Even as he spoke the television sat up impertinently on one leg and began to spin like the tree, gathering momentum quickly. The clock on the mantelpiece joined the pirouetting. The pokers beside the fire. The cushions. The ornaments. Each object added its own singular note to the orchestration of whines which were building up, second by second, to a deafening pitch. The air began to brim with the smell of burning wood, as friction heated the spinning tops to flash-point. Smoke swirled across the room.

Gina had Amanda by the arm, and was dragging her towards the door, shielding her face against the hail of pine needles that the still-accelerating tree was throwing off.

Now the lights were spinning.

The books, having flung themselves off the shelves, had joined the tarantella.

Jack could see the enemy, in his mind’s eye, racing between the objects like a juggler spinning plates on sticks, trying to keep them all moving at once. It must be exhausting work, he thought. The demon was probably close to collapse. It couldn’t be thinking straight. Over­excited. Impulsive. Vulnerable. This must be the moment, if ever there was a moment, to join battle at last. To face the thing, defy it, and trap it.

For its part, the Yattering was enjoying this orgy of destruction. It flung every movable object into the fray, setting everything spinning.

It watched with satisfaction as the daughters twitched and scurried; it laughed to see the old man stare, pop-eyed, at this preposterous ballet.

Surely he was nearly mad, wasn’t he?

The beauties had reached the door, their hair and skin full of needles. Polo didn’t see them leave. He ran across the room, dodging a rain of ornaments to do so, and picked up a brass toasting fork which the enemy had overlooked. Bric-a-brac filled the air around his head, dancing around with sickening speed. His flesh was bruised and punctured. But the exhilaration of joining battle had overtaken him, and he set about beating the books, and the clocks, and the china to smithereens. Like a man in a cloud of locusts he ran around the room, bringing down his favourite books in a welter of fluttering pages, smashing whirling Dresden, shattering the lamps. A litter of broken possessions swamped the

floor, some of it still twitching as the life went out of the fragments.

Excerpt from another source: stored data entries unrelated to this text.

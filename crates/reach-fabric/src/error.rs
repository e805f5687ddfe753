//! Error types for the fabric facade.

use reach_fabric_core::CoreError;
use reach_fabric_merkle::MerkleError;
use reach_fabric_pack::PackError;
use reach_fabric_replay::ReplayError;
use thiserror::Error;

/// Errors from any fabric component.
#[derive(Debug, Error)]
pub enum FabricError {
    /// Canonicalization or hashing error.
    #[error("core error: {0}")]
    Core(#[from] CoreError),

    /// Merkle tree or proof error.
    #[error("merkle error: {0}")]
    Merkle(#[from] MerkleError),

    /// Pack manifest error.
    #[error("pack error: {0}")]
    Pack(#[from] PackError),

    /// Replay verification error.
    #[error("replay error: {0}")]
    Replay(#[from] ReplayError),

    /// Content address not present in the store.
    #[error("content not found: {0}")]
    NotFound(String),
}

/// Result type for fabric operations.
pub type Result<T> = std::result::Result<T, FabricError>;
//! Deterministic ordering helpers.
//!
//! All string comparison here is by Unicode code point, never by locale.
//! Sorting is stable and returns a new vector; inputs are not mutated.

use std::cmp::Ordering;
use std::collections::HashMap;

/// A boxed comparator.
pub type Comparator<'a, T> = Box<dyn Fn(&T, &T) -> Ordering + 'a>;

/// Compare two strings by code point.
///
/// UTF-8 byte order and code point order coincide, so this is plain `str::cmp`.
pub fn compare(a: &str, b: &str) -> Ordering {
    a.cmp(b)
}

/// Compare two numbers. `NaN` compares via `total_cmp` so the order stays total.
pub fn compare_numbers(a: f64, b: f64) -> Ordering {
    a.partial_cmp(&b).unwrap_or_else(|| a.total_cmp(&b))
}

/// Comparator on a string-valued key.
pub fn by_key<'a, T, F>(key: F) -> Comparator<'a, T>
where
    F: Fn(&T) -> &str + 'a,
{
    Box::new(move |a, b| compare(key(a), key(b)))
}

/// Comparator on a numeric key.
pub fn by_numeric_key<'a, T, F>(key: F) -> Comparator<'a, T>
where
    F: Fn(&T) -> f64 + 'a,
{
    Box::new(move |a, b| compare_numbers(key(a), key(b)))
}

/// First comparator that reports a difference wins.
pub fn chain<'a, T: 'a>(comparators: Vec<Comparator<'a, T>>) -> Comparator<'a, T> {
    Box::new(move |a, b| {
        comparators
            .iter()
            .map(|cmp| cmp(a, b))
            .find(|o| *o != Ordering::Equal)
            .unwrap_or(Ordering::Equal)
    })
}

/// Sorted copy of a string slice.
pub fn sort_strings<S: AsRef<str> + Clone>(items: &[S]) -> Vec<S> {
    let mut out = items.to_vec();
    out.sort_by(|a, b| compare(a.as_ref(), b.as_ref()));
    out
}

/// Stable sorted copy using a string key.
pub fn sort_by_key<T: Clone, F>(items: &[T], key: F) -> Vec<T>
where
    F: Fn(&T) -> &str,
{
    let mut out = items.to_vec();
    out.sort_by(|a, b| compare(key(a), key(b)));
    out
}

/// Stable sorted copy using a numeric key.
pub fn sort_by_numeric_key<T: Clone, F>(items: &[T], key: F) -> Vec<T>
where
    F: Fn(&T) -> f64,
{
    let mut out = items.to_vec();
    out.sort_by(|a, b| compare_numbers(key(a), key(b)));
    out
}

/// Stable sorted copy using an arbitrary comparator.
pub fn sort_with<T: Clone>(items: &[T], cmp: &Comparator<'_, T>) -> Vec<T> {
    let mut out = items.to_vec();
    out.sort_by(|a, b| cmp(a, b));
    out
}

/// Keys of a map in code point order.
pub fn sorted_keys<V>(map: &HashMap<String, V>) -> Vec<String> {
    let mut keys: Vec<String> = map.keys().cloned().collect();
    keys.sort_by(|a, b| compare(a, b));
    keys
}

/// Entries of a map in key order.
pub fn sorted_entries<V>(map: &HashMap<String, V>) -> Vec<(&str, &V)> {
    let mut entries: Vec<(&str, &V)> = map.iter().map(|(k, v)| (k.as_str(), v)).collect();
    entries.sort_by(|a, b| compare(a.0, b.0));
    entries
}
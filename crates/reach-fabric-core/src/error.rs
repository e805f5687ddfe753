//! Error types for the Reach Fabric Core.

use thiserror::Error;

/// Core errors that can occur during hashing and canonicalization.
#[derive(Debug, Error)]
pub enum CoreError {
    #[error("update called on a finalized hasher")]
    UpdateAfterFinalize,

    #[error("hasher already finalized")]
    AlreadyFinalized,

    #[error("stream read failed: {0}")]
    Stream(#[from] std::io::Error),

    #[error("stream hashing cancelled after {bytes_read} bytes")]
    Cancelled { bytes_read: u64 },

    #[error("invalid hash: {0}")]
    InvalidHash(String),

    #[error("serialization error: {0}")]
    Serialization(String),
}

/// Result type for core operations.
pub type Result<T> = std::result::Result<T, CoreError>;
//! Run fingerprints and replay verdicts.
//!
//! `fingerprint(run_id, log) = sha256(canonical_json([run_id, event_0, ...]))`
//! where every event has been normalized first. The fingerprint is a
//! recomputable claim, never the source of truth.

use serde::{Deserialize, Serialize};

use reach_fabric_core::{canonicalize_serializable, diff_values, CanonicalValue, DiffField, Sha256Hash};

use crate::error::{ReplayError, Result};
use crate::event::{normalize_log, Event, ReplayConfig};

/// Outcome of comparing a stored fingerprint with a recomputed one.
#[derive(Debug, Clone, PartialEq, Eq, Serialize, Deserialize)]
#[serde(tag = "verdict")]
pub enum ReplayVerdict {
    #[serde(rename = "REPLAY_VERIFIED")]
    Verified,
    #[serde(rename = "REPLAY_MISMATCH")]
    Mismatch { expected: String, actual: String },
}

impl ReplayVerdict {
    pub fn is_verified(&self) -> bool {
        matches!(self, ReplayVerdict::Verified)
    }

    pub fn as_str(&self) -> &'static str {
        match self {
            ReplayVerdict::Verified => "REPLAY_VERIFIED",
            ReplayVerdict::Mismatch { .. } => "REPLAY_MISMATCH",
        }
    }
}

/// Verdict plus, on mismatch, where the logs first diverge.
#[derive(Debug, Clone, PartialEq, Eq, Serialize)]
pub struct ReplayReport {
    pub verdict: ReplayVerdict,
    #[serde(skip_serializing_if = "Option::is_none")]
    pub first_divergent_index: Option<usize>,
    #[serde(skip_serializing_if = "Vec::is_empty")]
    pub diff: Vec<DiffField>,
}

/// Canonical form of a run: `[run_id, ...normalized events]`.
pub fn canonical_run(run_id: &str, log: &[Event], config: &ReplayConfig) -> Result<CanonicalValue> {
    let events = canonical_events(log, config)?;
    let mut items = Vec::with_capacity(events.len() + 1);
    items.push(CanonicalValue::from(run_id));
    items.extend(events);
    Ok(CanonicalValue::Array(items))
}

fn canonical_events(log: &[Event], config: &ReplayConfig) -> Result<Vec<CanonicalValue>> {
    normalize_log(log, config)?
        .iter()
        .map(|e| canonicalize_serializable(e).map_err(ReplayError::from))
        .collect()
}

/// Fingerprint of a run.
pub fn compute_run_fingerprint(run_id: &str, log: &[Event], config: &ReplayConfig) -> Result<Sha256Hash> {
    let fingerprint = canonical_run(run_id, log, config)?.hash();
    tracing::debug!(run_id, events = log.len(), fingerprint = %fingerprint, "computed run fingerprint");
    Ok(fingerprint)
}

/// Compare a stored fingerprint with a recomputed one.
pub fn verify_replay(stored: &Sha256Hash, recomputed: &Sha256Hash) -> ReplayVerdict {
    if stored == recomputed {
        ReplayVerdict::Verified
    } else {
        tracing::warn!(expected = %stored, actual = %recomputed, "replay fingerprint mismatch");
        ReplayVerdict::Mismatch {
            expected: stored.to_hex(),
            actual: recomputed.to_hex(),
        }
    }
}

/// Fingerprint both logs, compare, and locate the first divergent event.
pub fn verify_replay_logs(
    run_id: &str,
    stored_log: &[Event],
    replayed_log: &[Event],
    config: &ReplayConfig,
) -> Result<ReplayReport> {
    let stored = canonical_events(stored_log, config)?;
    let replayed = canonical_events(replayed_log, config)?;

    let expected = compute_run_fingerprint(run_id, stored_log, config)?;
    let actual = compute_run_fingerprint(run_id, replayed_log, config)?;
    let verdict = verify_replay(&expected, &actual);
    if verdict.is_verified() {
        return Ok(ReplayReport {
            verdict,
            first_divergent_index: None,
            diff: Vec::new(),
        });
    }

    let first_divergent_index = stored
        .iter()
        .zip(&replayed)
        .position(|(a, b)| a != b)
        .or_else(|| (stored.len() != replayed.len()).then(|| stored.len().min(replayed.len())));

    let diff = match first_divergent_index {
        Some(i) => match (stored.get(i), replayed.get(i)) {
            (Some(a), Some(b)) => diff_values(a, b),
            _ => Vec::new(),
        },
        None => Vec::new(),
    };

    Ok(ReplayReport {
        verdict,
        first_divergent_index,
        diff,
    })
}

But for every object brought low, there were a dozen still spinning, still whining.

He could hear Gina at the door, yelling to him to get out, to leave it alone.

But it was so enjoyable, playing against the enemy more directly than he’d ever allowed himself before. He didn’t want to give up. He wanted the demon to show itself, to be known, to be recognized.

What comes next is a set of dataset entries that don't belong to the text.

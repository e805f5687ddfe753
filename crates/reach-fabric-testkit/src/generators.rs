//! Proptest generators for property-based testing.

use proptest::prelude::*;
use serde_json::{json, Map, Value};

use reach_fabric_pack::{Edge, ExecutionGraph, Metadata, Node, PackManifest};
use reach_fabric_replay::{Event, DEFAULT_SCHEMA_VERSION};

/// Generate an arbitrary JSON value.
///
/// Integers stay inside the `i32` range. Floats cover every finite double,
/// including integral values beyond the safe integer range.
pub fn json_value() -> impl Strategy<Value = Value> {
    let leaf = prop_oneof![
        Just(Value::Null),
        any::<bool>().prop_map(Value::Bool),
        any::<i32>().prop_map(|n| json!(n)),
        any::<f64>().prop_filter("finite", |f| f.is_finite()).prop_map(|f| json!(f)),
        ".{0,8}".prop_map(Value::String),
    ];
    leaf.prop_recursive(4, 48, 6, |inner| {
        prop_oneof![
            prop::collection::vec(inner.clone(), 0..6).prop_map(Value::Array),
            prop::collection::btree_map(".{0,6}", inner, 0..6)
                .prop_map(|m| Value::Object(m.into_iter().collect::<Map<_, _>>())),
        ]
    })
}

/// Generate a JSON object.
pub fn json_object() -> impl Strategy<Value = Value> {
    prop::collection::btree_map("[a-zA-Z_]{1,8}", json_value(), 0..6)
        .prop_map(|m| Value::Object(m.into_iter().collect::<Map<_, _>>()))
}

/// Generate a dotted tool name.
pub fn tool_name() -> impl Strategy<Value = String> {
    "[a-z]{1,12}\\.[a-z]{1,12}".prop_map(String::from)
}

/// Generate a non-system permission.
pub fn permission() -> impl Strategy<Value = String> {
    prop_oneof!["net:[a-z]{1,8}", "fs:[a-z]{1,8}"].prop_map(String::from)
}

/// Generate a node type.
pub fn node_type() -> impl Strategy<Value = String> {
    prop_oneof![Just("Action"), Just("Condition"), Just("Parallel")].prop_map(String::from)
}

/// Parameters for generating a manifest whose graph is always a DAG.
#[derive(Debug, Clone)]
pub struct ManifestParams {
    pub id: String,
    pub version: String,
    pub tools: Vec<String>,
    pub permissions: Vec<String>,
    pub node_types: Vec<String>,
    /// Raw index pairs; oriented low-to-high when the manifest is built.
    pub edges: Vec<(usize, usize)>,
    pub deterministic: bool,
}

impl Arbitrary for ManifestParams {
    type Parameters = ();
    type Strategy = BoxedStrategy<Self>;

    fn arbitrary_with(_: Self::Parameters) -> Self::Strategy {
        (
            "[a-z][a-z0-9-]{0,15}",
            (0u32..5, 0u32..20, 0u32..50),
            prop::collection::vec(tool_name(), 0..5),
            prop::collection::vec(permission(), 0..4),
            prop::collection::vec(node_type(), 0..16),
            prop::collection::vec((0usize..64, 0usize..64), 0..24),
            any::<bool>(),
        )
            .prop_map(|(id, (major, minor, patch), tools, permissions, node_types, edges, deterministic)| {
                ManifestParams {
                    id,
                    version: format!("{major}.{minor}.{patch}"),
                    tools,
                    permissions,
                    node_types,
                    edges,
                    deterministic,
                }
            })
            .boxed()
    }
}

/// Build a manifest from parameters.
///
/// Edges always point from a lower node index to a higher one, so the
/// resulting graph is acyclic and every reference resolves.
pub fn manifest_from_params(params: &ManifestParams) -> PackManifest {
    let nodes: Vec<Node> = params
        .node_types
        .iter()
        .enumerate()
        .map(|(i, ty)| Node::new(format!("n{i}"), ty.as_str()))
        .collect();

    let edges = if nodes.len() < 2 {
        Vec::new()
    } else {
        params
            .edges
            .iter()
            .map(|(a, b)| (a % nodes.len(), b % nodes.len()))
            .filter(|(a, b)| a != b)
            .map(|(a, b)| Edge::new(format!("n{}", a.min(b)), format!("n{}", a.max(b))))
            .collect()
    };

    PackManifest {
        metadata: Metadata {
            id: params.id.clone(),
            version: params.version.clone(),
            name: params.id.to_uppercase(),
            description: String::new(),
        },
        spec_version: Some("1.0".to_string()),
        declared_tools: params.tools.clone(),
        declared_permissions: params.permissions.clone(),
        execution_graph: ExecutionGraph { nodes, edges },
        deterministic: params.deterministic,
        signature_hash: None,
    }
}

/// Generate an event whose type carries no required payload fields.
pub fn event() -> impl Strategy<Value = Event> {
    (
        prop_oneof![Just("tool.call"), Just("tool.result"), Just("run.note")],
        json_object(),
        any::<bool>(),
    )
        .prop_map(|(ty, payload, explicit_version)| {
            let event = Event::new(ty, payload);
            if explicit_version {
                event.with_schema_version(DEFAULT_SCHEMA_VERSION)
            } else {
                event
            }
        })
}

/// Generate an event log of up to `max_len` events.
pub fn event_log(max_len: usize) -> impl Strategy<Value = Vec<Event>> {
    prop::collection::vec(event(), 0..=max_len)
}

He wanted confrontation with the Old One’s emissary once and for all.

Without warning the tree gave way to the dictates of centrifugal force, and exploded. The noise was like a howl of death. Branches, twigs, needles, balls, lights, wire, ribbons, flew across the room. Jack, his back to the explosion, felt a gust of energy hit him hard, and he was flung to the ground. The back of his neck and his scalp were shot full of pine-needles. A branch, naked of greenery, shot past his head and impaled the sofa. Fragments of tree pattered to the carpet around him.